RECORDED INFORMATION
%%
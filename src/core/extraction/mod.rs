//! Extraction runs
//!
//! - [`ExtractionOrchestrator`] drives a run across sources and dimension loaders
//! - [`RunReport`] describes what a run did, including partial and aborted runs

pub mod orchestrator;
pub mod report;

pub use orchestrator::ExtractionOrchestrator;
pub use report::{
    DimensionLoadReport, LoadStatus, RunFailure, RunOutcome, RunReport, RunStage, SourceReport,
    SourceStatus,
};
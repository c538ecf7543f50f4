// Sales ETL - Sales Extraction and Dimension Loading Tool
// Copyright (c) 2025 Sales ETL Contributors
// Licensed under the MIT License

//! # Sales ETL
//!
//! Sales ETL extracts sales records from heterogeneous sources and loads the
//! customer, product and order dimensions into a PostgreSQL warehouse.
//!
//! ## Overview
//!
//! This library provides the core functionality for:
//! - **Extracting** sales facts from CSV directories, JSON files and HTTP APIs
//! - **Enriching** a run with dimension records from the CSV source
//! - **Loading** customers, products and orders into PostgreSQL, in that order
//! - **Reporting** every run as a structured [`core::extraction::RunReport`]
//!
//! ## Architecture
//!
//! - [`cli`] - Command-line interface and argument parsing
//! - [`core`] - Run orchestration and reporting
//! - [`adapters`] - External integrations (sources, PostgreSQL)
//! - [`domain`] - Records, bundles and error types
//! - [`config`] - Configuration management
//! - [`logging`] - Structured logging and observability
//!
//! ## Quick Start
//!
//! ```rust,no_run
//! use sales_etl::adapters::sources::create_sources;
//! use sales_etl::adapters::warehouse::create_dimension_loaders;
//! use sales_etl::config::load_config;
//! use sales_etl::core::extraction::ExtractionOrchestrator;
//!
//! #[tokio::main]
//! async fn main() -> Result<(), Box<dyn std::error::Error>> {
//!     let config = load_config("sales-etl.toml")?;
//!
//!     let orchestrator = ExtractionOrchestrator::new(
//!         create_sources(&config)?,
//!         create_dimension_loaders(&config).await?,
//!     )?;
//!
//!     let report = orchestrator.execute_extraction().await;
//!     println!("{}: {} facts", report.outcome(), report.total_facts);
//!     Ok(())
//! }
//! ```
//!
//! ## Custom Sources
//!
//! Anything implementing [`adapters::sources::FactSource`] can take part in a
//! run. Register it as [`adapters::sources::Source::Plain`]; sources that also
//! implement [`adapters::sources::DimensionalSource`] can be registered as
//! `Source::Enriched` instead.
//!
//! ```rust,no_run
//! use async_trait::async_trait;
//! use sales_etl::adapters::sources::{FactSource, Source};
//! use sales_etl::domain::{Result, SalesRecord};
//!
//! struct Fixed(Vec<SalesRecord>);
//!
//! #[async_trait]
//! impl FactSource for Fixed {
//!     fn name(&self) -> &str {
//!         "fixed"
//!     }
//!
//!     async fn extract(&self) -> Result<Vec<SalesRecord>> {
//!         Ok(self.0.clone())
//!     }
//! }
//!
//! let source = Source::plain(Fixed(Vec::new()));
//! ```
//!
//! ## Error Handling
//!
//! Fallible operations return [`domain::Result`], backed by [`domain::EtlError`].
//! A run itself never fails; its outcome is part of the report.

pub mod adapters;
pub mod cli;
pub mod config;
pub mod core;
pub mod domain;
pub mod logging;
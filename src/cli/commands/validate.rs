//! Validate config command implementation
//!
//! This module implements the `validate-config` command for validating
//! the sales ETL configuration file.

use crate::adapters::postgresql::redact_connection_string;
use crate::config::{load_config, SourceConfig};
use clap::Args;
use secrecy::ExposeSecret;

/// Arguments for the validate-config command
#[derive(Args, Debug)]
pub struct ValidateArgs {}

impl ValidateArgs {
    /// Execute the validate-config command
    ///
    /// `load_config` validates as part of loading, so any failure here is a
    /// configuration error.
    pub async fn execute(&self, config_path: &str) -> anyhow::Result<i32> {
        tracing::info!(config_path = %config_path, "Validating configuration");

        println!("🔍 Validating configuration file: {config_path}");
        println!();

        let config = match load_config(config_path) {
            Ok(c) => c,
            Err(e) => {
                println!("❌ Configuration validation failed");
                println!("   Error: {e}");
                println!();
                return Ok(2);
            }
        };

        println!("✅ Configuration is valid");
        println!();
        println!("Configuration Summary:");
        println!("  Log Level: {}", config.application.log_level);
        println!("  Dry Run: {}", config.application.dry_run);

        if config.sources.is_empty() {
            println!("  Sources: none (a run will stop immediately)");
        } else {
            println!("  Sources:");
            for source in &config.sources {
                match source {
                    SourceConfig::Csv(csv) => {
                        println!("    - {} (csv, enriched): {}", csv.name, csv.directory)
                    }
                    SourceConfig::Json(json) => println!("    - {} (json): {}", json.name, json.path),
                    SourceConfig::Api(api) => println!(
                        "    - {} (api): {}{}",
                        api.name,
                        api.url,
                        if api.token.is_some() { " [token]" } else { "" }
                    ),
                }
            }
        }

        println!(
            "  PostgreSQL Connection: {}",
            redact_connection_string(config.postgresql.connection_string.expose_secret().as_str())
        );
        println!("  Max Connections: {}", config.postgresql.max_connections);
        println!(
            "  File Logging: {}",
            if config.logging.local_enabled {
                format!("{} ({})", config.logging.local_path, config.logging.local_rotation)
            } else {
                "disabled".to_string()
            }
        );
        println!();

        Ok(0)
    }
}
%%
YOUR OBJECTIVE
Please copy every line from the entries that includes the word "core".

TASK RESULT
filename src/core/extraction/mod.rs
//! This library provides the core functionality for:
//! - **Reporting** every run as a structured [`core::extraction::RunReport`]
//! - [`core`] - Run orchestration and reporting
//! use sales_etl::core::extraction::ExtractionOrchestrator;
pub mod core;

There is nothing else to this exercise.